AKBAŞ E. M., Timuroglu A., ÖZÇİÇEK A., ÖZÇİÇEK F., DEMİRTAŞ L., Gungor A., ...Daha Fazla

International journal of clinical and experimental medicine, cilt.7, sa.12, ss.5737-43, 2014 (SCI-Expanded) identifier identifier identifier

  • Yayın Türü: Makale / Tam Makale
  • Cilt numarası: 7 Sayı: 12
  • Basım Tarihi: 2014
  • Dergi Adı: International journal of clinical and experimental medicine
  • Derginin Tarandığı İndeksler: Science Citation Index Expanded (SCI-EXPANDED), Scopus
  • Sayfa Sayıları: ss.5737-43
  • Erzincan Binali Yıldırım Üniversitesi Adresli: Evet

Özet

Background: The associations of serum uric acid (UA), atherogenic index of plasma (AIP) and albuminuria with cardiovascular disease have been shown. Several studies focused on association of serum UA and dyslipidemia, serum UA and renal impairment, dyslipidemia and renal impairment. However, to date, in literature, there have been no studies demonstrating the relationship between these parameters in diabetic patients together. Aims: We aimed to investigate the association between serum UA, albuminuria and AIP in diabetic patients. Methods: This was a retrospective study involving data of 645 diabetic patients.
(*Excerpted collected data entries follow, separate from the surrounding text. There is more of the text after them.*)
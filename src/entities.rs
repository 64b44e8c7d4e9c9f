//! All game entity types. Pure data, no logic.

use crate::config::Rules;

// ── Geometry ──────────────────────────────────────────────────────────────────

/// Axis-aligned box in canvas pixels, origin at the top-left corner.
#[derive(Clone, Copy, Debug, PartialEq)]
pub struct Rect {
    pub x: f32,
    pub y: f32,
    pub width: f32,
    pub height: f32,
}

impl Rect {
    pub const fn new(x: f32, y: f32, width: f32, height: f32) -> Self {
        Self { x, y, width, height }
    }

    pub fn right(&self) -> f32 {
        self.x + self.width
    }

    pub fn bottom(&self) -> f32 {
        self.y + self.height
    }

    pub fn center_y(&self) -> f32 {
        self.y + self.height / 2.0
    }
}

#[derive(Clone, Debug, PartialEq)]
pub enum GameStatus {
    Playing,
    GameOver,
}

// ── Ships ─────────────────────────────────────────────────────────────────────

#[derive(Clone, Debug, PartialEq)]
pub struct Player {
    pub rect: Rect,
    /// Vertical pixels per frame while a direction key is held.
    pub speed: f32,
}

/// Basic enemy: drifts left, never shoots.
#[derive(Clone, Debug, PartialEq)]
pub struct Drone {
    pub rect: Rect,
    pub speed: f32,
}

#[derive(Clone, Debug, PartialEq)]
pub struct Boss {
    pub rect: Rect,
    pub speed: f32,
    /// Frames between shots.
    pub fire_rate: u32,
    pub fire_timer: u32,
}

// ── Projectiles ───────────────────────────────────────────────────────────────

#[derive(Clone, Debug, PartialEq)]
pub struct Bullet {
    pub rect: Rect,
    /// Signed horizontal velocity: positive for the player, negative for hostile fire.
    pub speed: f32,
    pub hostile: bool,
}

// ── Pickups & effects ─────────────────────────────────────────────────────────

#[derive(Clone, Copy, Debug, PartialEq, Eq)]
pub enum PowerUpKind {
    /// Raises the shield with a fresh hit counter.
    Shield,
    /// One extra bomb, up to `Rules::max_bombs`.
    BombCharge,
}

#[derive(Clone, Debug, PartialEq)]
pub struct PowerUp {
    pub rect: Rect,
    pub speed: f32,
    pub kind: PowerUpKind,
}

/// Visual left behind by a destroyed enemy.
#[derive(Clone, Debug, PartialEq)]
pub struct Explosion {
    pub rect: Rect,
    /// Remaining frames to display.
    pub frames: u32,
}

// ── Master game state ─────────────────────────────────────────────────────────

/// The entire world.  Cloneable so the pure update functions can return a
/// new copy without touching the input state.
#[derive(Clone, Debug, PartialEq)]
pub struct GameState {
    pub player: Player,
    pub enemies: Vec<Drone>,
    /// Player bullets, travelling right.
    pub bullets: Vec<Bullet>,
    /// Boss bullets, travelling left.
    pub enemy_bullets: Vec<Bullet>,
    pub boss: Option<Boss>,
    /// Set the first time a boss enters; blocks respawning unless the rules allow it.
    pub boss_spawned: bool,
    pub powerups: Vec<PowerUp>,
    pub explosions: Vec<Explosion>,
    pub score: u32,
    pub lives: u32,
    pub shield_active: bool,
    /// Hits absorbed by the current shield, always below `Rules::shield_hits`.
    pub shield_hits: u32,
    pub bombs: u32,
    /// Frames left on the bomb flash.
    pub bomb_effect: u32,
    pub status: GameStatus,
    pub frame: u64,
    pub width: f32,
    pub height: f32,
    pub rules: Rules,
}

impl GameState {
    pub fn is_over(&self) -> bool {
        self.status == GameStatus::GameOver
    }
}
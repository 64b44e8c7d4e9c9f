//! Error type shared by the host-facing parts of the crate.
//!
//! Gameplay itself has no failure modes. Only the terminal, the config file
//! and asset reads can fail, and asset failures are downgraded to a
//! placeholder draw instead of being propagated.

use std::path::PathBuf;

use thiserror::Error;

#[derive(Debug, Error)]
pub enum GameError {
    #[error(transparent)]
    Io(#[from] std::io::Error),

    #[error("failed to parse config {path}: {source}")]
    Config {
        path: PathBuf,
        #[source]
        source: toml::de::Error,
    },

    #[error("failed to load asset {name} from {path}: {reason}")]
    Asset {
        name: &'static str,
        path: PathBuf,
        reason: String,
    },
}

pub type Result<T> = std::result::Result<T, GameError>;
//! Rendering layer.
//!
//! Draw dispatch works against the `Surface` trait in canvas pixels; the
//! terminal implementation scales canvas coordinates onto character cells.
//! No game logic is performed here; state is only translated into draw calls.
//!
//! Every visual element asks the asset catalog for its sprite and falls back
//! to a fixed placeholder (glyph, filled box or outline) when the sprite is
//! still pending or failed to load.

use std::io::{self, Write};

use crossterm::{
    cursor,
    style::{self, Color, Print},
    terminal, QueueableCommand,
};

use crate::assets::{AssetCatalog, ImageKey, Sprite};
use crate::config::CanvasConfig;
use crate::entities::{Bullet, GameState, PowerUpKind, Rect};

// ── Colour palette ────────────────────────────────────────────────────────────

pub const C_BACKGROUND: Color = Color::Black;
pub const C_BACKGROUND_ART: Color = Color::DarkBlue;
pub const C_PLAYER: Color = Color::Green;
pub const C_DRONE: Color = Color::Red;
pub const C_BOSS: Color = Color::Magenta;
pub const C_BULLET_PLAYER: Color = Color::Cyan;
pub const C_BULLET_ENEMY: Color = Color::Rgb {
    r: 255,
    g: 165,
    b: 0,
};
pub const C_SHIELD: Color = Color::Cyan;
pub const C_BOMB: Color = Color::Yellow;
pub const C_EXPLOSION: Color = Color::Yellow;
pub const C_HUD: Color = Color::White;
pub const C_HINT: Color = Color::DarkGrey;
pub const C_GAME_OVER: Color = Color::Red;
pub const C_SCORE: Color = Color::Yellow;

pub const CONTROLS_HINT: &str = "[Enter] Start   [P] Pause   [Q] Quit";
pub const KEYS_HINT: &str = "↑↓ / W S : Move   SPACE : Fire   B : Bomb   P : Pause   Q : Quit";

// ── Surface ───────────────────────────────────────────────────────────────────

/// A fixed-size 2D drawing target addressed in canvas pixels.
pub trait Surface {
    fn canvas(&self) -> CanvasConfig;
    fn clear(&mut self, color: Color) -> io::Result<()>;
    fn fill_rect(&mut self, rect: Rect, color: Color) -> io::Result<()>;
    fn outline_rect(&mut self, rect: Rect, color: Color) -> io::Result<()>;
    /// Text centred inside `rect`.
    fn glyph(&mut self, rect: Rect, text: &str, color: Color) -> io::Result<()>;
    /// Text anchored at its top-left corner.
    fn text(&mut self, x: f32, y: f32, text: &str, color: Color) -> io::Result<()>;
    fn sprite(&mut self, rect: Rect, sprite: &Sprite, color: Color) -> io::Result<()>;
    fn present(&mut self) -> io::Result<()>;
}

/// What to draw when an image is not ready.
#[derive(Clone, Copy, Debug, PartialEq)]
pub enum Placeholder<'a> {
    Glyph(&'a str),
    Fill,
    Outline,
}

/// Draw `key`'s sprite into `rect`, or the placeholder if it is not loaded.
pub fn draw_asset<S: Surface>(
    surface: &mut S,
    assets: &AssetCatalog,
    key: ImageKey,
    rect: Rect,
    color: Color,
    fallback: Placeholder,
) -> io::Result<()> {
    match assets.sprite(key) {
        Some(sprite) => surface.sprite(rect, sprite, color),
        None => match fallback {
            Placeholder::Glyph(text) => surface.glyph(rect, text, color),
            Placeholder::Fill => surface.fill_rect(rect, color),
            Placeholder::Outline => surface.outline_rect(rect, color),
        },
    }
}

fn full_canvas<S: Surface>(surface: &S) -> Rect {
    let canvas = surface.canvas();
    Rect::new(0.0, 0.0, canvas.width, canvas.height)
}

// ── Public entry points ───────────────────────────────────────────────────────

/// Render one complete frame of play.
pub fn render<S: Surface>(
    surface: &mut S,
    state: &GameState,
    assets: &AssetCatalog,
    controls_visible: bool,
) -> io::Result<()> {
    draw_background(surface, assets)?;
    draw_world(surface, state, assets)?;
    draw_hud(surface, state)?;
    draw_hint(surface, controls_visible)?;

    if state.is_over() {
        draw_game_over(surface, state)?;
    }

    surface.present()
}

/// Frozen frame with a pause banner on top.
pub fn render_paused<S: Surface>(
    surface: &mut S,
    state: &GameState,
    assets: &AssetCatalog,
) -> io::Result<()> {
    draw_background(surface, assets)?;
    draw_world(surface, state, assets)?;
    draw_hud(surface, state)?;
    let canvas = surface.canvas();
    let band = Rect::new(0.0, canvas.height / 2.0 - 20.0, canvas.width, 40.0);
    surface.glyph(band, "PAUSED  -  P to resume", C_HUD)?;
    surface.present()
}

/// Start screen shown before the first game.
pub fn render_title<S: Surface>(surface: &mut S, assets: &AssetCatalog) -> io::Result<()> {
    draw_background(surface, assets)?;
    let canvas = surface.canvas();
    let title = Rect::new(0.0, canvas.height / 2.0 - 60.0, canvas.width, 40.0);
    surface.glyph(title, "★  DRONE  SHOOTER  ★", C_BULLET_PLAYER)?;
    let keys = Rect::new(0.0, canvas.height / 2.0, canvas.width, 40.0);
    surface.glyph(keys, KEYS_HINT, C_HINT)?;
    draw_hint(surface, true)?;
    surface.present()
}

// ── World ─────────────────────────────────────────────────────────────────────

fn draw_background<S: Surface>(surface: &mut S, assets: &AssetCatalog) -> io::Result<()> {
    surface.clear(C_BACKGROUND)?;
    if let Some(sprite) = assets.sprite(ImageKey::Background) {
        let canvas = full_canvas(surface);
        surface.sprite(canvas, sprite, C_BACKGROUND_ART)?;
    }
    Ok(())
}

fn draw_world<S: Surface>(
    surface: &mut S,
    state: &GameState,
    assets: &AssetCatalog,
) -> io::Result<()> {
    draw_asset(
        surface,
        assets,
        ImageKey::Player,
        state.player.rect,
        C_PLAYER,
        Placeholder::Glyph("O"),
    )?;

    for drone in &state.enemies {
        draw_asset(
            surface,
            assets,
            ImageKey::Drone,
            drone.rect,
            C_DRONE,
            Placeholder::Glyph("X"),
        )?;
    }
    if let Some(boss) = &state.boss {
        draw_asset(
            surface,
            assets,
            ImageKey::Bomber,
            boss.rect,
            C_BOSS,
            Placeholder::Glyph("XX"),
        )?;
    }

    // Pickups have no art of their own; the shield and bomb images are full-size effects.
    for powerup in &state.powerups {
        let (glyph, color) = match powerup.kind {
            PowerUpKind::Shield => ("S", C_SHIELD),
            PowerUpKind::BombCharge => ("B", C_BOMB),
        };
        surface.glyph(powerup.rect, glyph, color)?;
    }

    for bullet in state.bullets.iter().chain(&state.enemy_bullets) {
        draw_bullet(surface, assets, bullet)?;
    }

    for explosion in &state.explosions {
        draw_asset(
            surface,
            assets,
            ImageKey::Explosion,
            explosion.rect,
            C_EXPLOSION,
            Placeholder::Glyph("*"),
        )?;
    }

    if state.shield_active {
        let p = state.player.rect;
        let aura = Rect::new(p.x - 10.0, p.y - 10.0, p.width + 20.0, p.height + 20.0);
        draw_asset(
            surface,
            assets,
            ImageKey::Shield,
            aura,
            C_SHIELD,
            Placeholder::Outline,
        )?;
    }

    if state.bomb_effect > 0 {
        let canvas = full_canvas(surface);
        draw_asset(
            surface,
            assets,
            ImageKey::Bomb,
            canvas,
            C_BOMB,
            Placeholder::Outline,
        )?;
    }

    Ok(())
}

fn draw_bullet<S: Surface>(
    surface: &mut S,
    assets: &AssetCatalog,
    bullet: &Bullet,
) -> io::Result<()> {
    let color = if bullet.hostile {
        C_BULLET_ENEMY
    } else {
        C_BULLET_PLAYER
    };
    draw_asset(
        surface,
        assets,
        ImageKey::Bullet,
        bullet.rect,
        color,
        Placeholder::Fill,
    )
}

// ── HUD ───────────────────────────────────────────────────────────────────────

pub fn hud_line(state: &GameState) -> String {
    let shield = if state.shield_active {
        let left = state.rules.shield_hits.saturating_sub(state.shield_hits);
        format!("ON ({} left)", left)
    } else {
        "off".to_string()
    };
    format!(
        "Score: {:>6}   Lives: {}   Bombs: {}   Shield: {}",
        state.score,
        "♥".repeat(state.lives as usize),
        state.bombs,
        shield
    )
}

fn draw_hud<S: Surface>(surface: &mut S, state: &GameState) -> io::Result<()> {
    surface.text(0.0, 0.0, &hud_line(state), C_HUD)
}

/// Bottom line: the start/pause/quit controls between games, key help during play.
fn draw_hint<S: Surface>(surface: &mut S, controls_visible: bool) -> io::Result<()> {
    let canvas = surface.canvas();
    let hint = if controls_visible {
        CONTROLS_HINT
    } else {
        KEYS_HINT
    };
    surface.text(0.0, canvas.height - 1.0, hint, C_HINT)
}

// ── Game-over overlay ─────────────────────────────────────────────────────────

fn draw_game_over<S: Surface>(surface: &mut S, state: &GameState) -> io::Result<()> {
    let canvas = surface.canvas();
    let mid = canvas.height / 2.0;
    surface.glyph(
        Rect::new(0.0, mid - 40.0, canvas.width, 40.0),
        "GAME OVER",
        C_GAME_OVER,
    )?;
    surface.glyph(
        Rect::new(0.0, mid, canvas.width, 40.0),
        &format!("Final Score: {}", state.score),
        C_SCORE,
    )
}

// ── Terminal surface ──────────────────────────────────────────────────────────

/// Maps the canvas onto a `cols × rows` character grid.
pub struct TerminalSurface<W: Write> {
    out: W,
    cols: u16,
    rows: u16,
    canvas: CanvasConfig,
}

/// Clipped cell span: columns `c0..c1`, rows `r0..r1`.
#[derive(Clone, Copy, Debug, PartialEq, Eq)]
struct Span {
    c0: u16,
    c1: u16,
    r0: u16,
    r1: u16,
}

impl<W: Write> TerminalSurface<W> {
    pub fn new(out: W, cols: u16, rows: u16, canvas: CanvasConfig) -> Self {
        Self {
            out,
            cols,
            rows,
            canvas,
        }
    }

    pub fn resize(&mut self, cols: u16, rows: u16) {
        self.cols = cols;
        self.rows = rows;
    }

    pub fn into_inner(self) -> W {
        self.out
    }

    pub fn writer(&mut self) -> &mut W {
        &mut self.out
    }

    fn col(&self, x: f32) -> i32 {
        (x / self.canvas.width * self.cols as f32).floor() as i32
    }

    fn row(&self, y: f32) -> i32 {
        (y / self.canvas.height * self.rows as f32).floor() as i32
    }

    /// Cells covered by `rect`, at least one cell wide and tall, or `None`
    /// when it lies entirely off screen.
    fn span(&self, rect: Rect) -> Option<Span> {
        let c0 = self.col(rect.x);
        let r0 = self.row(rect.y);
        let c1 = self.col(rect.right()).max(c0 + 1);
        let r1 = self.row(rect.bottom()).max(r0 + 1);
        let (cols, rows) = (self.cols as i32, self.rows as i32);
        if c1 <= 0 || r1 <= 0 || c0 >= cols || r0 >= rows {
            return None;
        }
        Some(Span {
            c0: c0.max(0) as u16,
            c1: c1.min(cols) as u16,
            r0: r0.max(0) as u16,
            r1: r1.min(rows) as u16,
        })
    }

    fn put(&mut self, col: u16, row: u16, text: &str, color: Color) -> io::Result<()> {
        let room = self.cols.saturating_sub(col) as usize;
        let clipped: String = text.chars().take(room).collect();
        if clipped.is_empty() {
            return Ok(());
        }
        self.out.queue(cursor::MoveTo(col, row))?;
        self.out.queue(style::SetForegroundColor(color))?;
        self.out.queue(Print(clipped))?;
        Ok(())
    }
}

impl<W: Write> Surface for TerminalSurface<W> {
    fn canvas(&self) -> CanvasConfig {
        self.canvas
    }

    fn clear(&mut self, color: Color) -> io::Result<()> {
        self.out.queue(style::SetBackgroundColor(color))?;
        self.out.queue(terminal::Clear(terminal::ClearType::All))?;
        Ok(())
    }

    fn fill_rect(&mut self, rect: Rect, color: Color) -> io::Result<()> {
        let Some(span) = self.span(rect) else {
            return Ok(());
        };
        let bar = "█".repeat((span.c1 - span.c0) as usize);
        for row in span.r0..span.r1 {
            self.put(span.c0, row, &bar, color)?;
        }
        Ok(())
    }

    fn outline_rect(&mut self, rect: Rect, color: Color) -> io::Result<()> {
        let Some(span) = self.span(rect) else {
            return Ok(());
        };
        let inner = (span.c1 - span.c0).saturating_sub(2) as usize;
        let last_row = span.r1 - 1;
        self.put(span.c0, span.r0, &format!("┌{}┐", "─".repeat(inner)), color)?;
        if last_row > span.r0 {
            self.put(span.c0, last_row, &format!("└{}┘", "─".repeat(inner)), color)?;
        }
        for row in span.r0 + 1..last_row {
            self.put(span.c0, row, "│", color)?;
            self.put(span.c1 - 1, row, "│", color)?;
        }
        Ok(())
    }

    fn glyph(&mut self, rect: Rect, text: &str, color: Color) -> io::Result<()> {
        let Some(span) = self.span(rect) else {
            return Ok(());
        };
        let len = text.chars().count() as u16;
        let width = span.c1 - span.c0;
        let col = span.c0 + width.saturating_sub(len) / 2;
        let row = span.r0 + (span.r1 - span.r0 - 1) / 2;
        self.put(col, row, text, color)
    }

    fn text(&mut self, x: f32, y: f32, text: &str, color: Color) -> io::Result<()> {
        let col = self.col(x);
        let row = self.row(y);
        if col < 0 || row < 0 || col >= self.cols as i32 || row >= self.rows as i32 {
            return Ok(());
        }
        self.put(col as u16, row as u16, text, color)
    }

    fn sprite(&mut self, rect: Rect, sprite: &Sprite, color: Color) -> io::Result<()> {
        let Some(span) = self.span(rect) else {
            return Ok(());
        };
        let max_rows = (span.r1 - span.r0) as usize;
        let max_cols = (span.c1 - span.c0) as usize;
        for (dy, line) in sprite.rows.iter().take(max_rows).enumerate() {
            for (dx, ch) in line.chars().take(max_cols).enumerate() {
                if ch == ' ' {
                    continue; // transparent
                }
                let mut buf = [0u8; 4];
                self.put(
                    span.c0 + dx as u16,
                    span.r0 + dy as u16,
                    ch.encode_utf8(&mut buf),
                    color,
                )?;
            }
        }
        Ok(())
    }

    fn present(&mut self) -> io::Result<()> {
        self.out.queue(style::ResetColor)?;
        self.out
            .queue(cursor::MoveTo(0, self.rows.saturating_sub(1)))?;
        self.out.flush()
    }
}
The patients were separated into groups according to their serum uric acid and AIP levels. The quantitative urine albumin/creatinine ratio in morning spot urine samples were used for standard albuminuria determination. Serum uric acid levels under 6 mg/dL were considered as normal. AIP was calculated as the logarithmically transformed ratio of triglyceride to high density lipoprotein cholesterol. Results: AIP and albuminuria levels were high in high serum UA group compared to normal UA group. Uric acid and albuminuria tended to increase with increasing AIP. Correlation analysis showed that albuminuria, AIP and UA were significantly correlated with each other. Additionally, in binary logistic regression analysis, AIP was found to be independently associated with high UA levels. Conclusions: Present study reveals that serum UA, AIP and albuminuria are closely related. Physicians should be aware that patients with concomitant hyperuricemia, albuminuria and high AIP are at increased risk of developing cardiovascular disease. Our study confirms that there is a need for larger prospective studies to determine the mechanisms underlying the association of serum UA, AIP and albuminuria.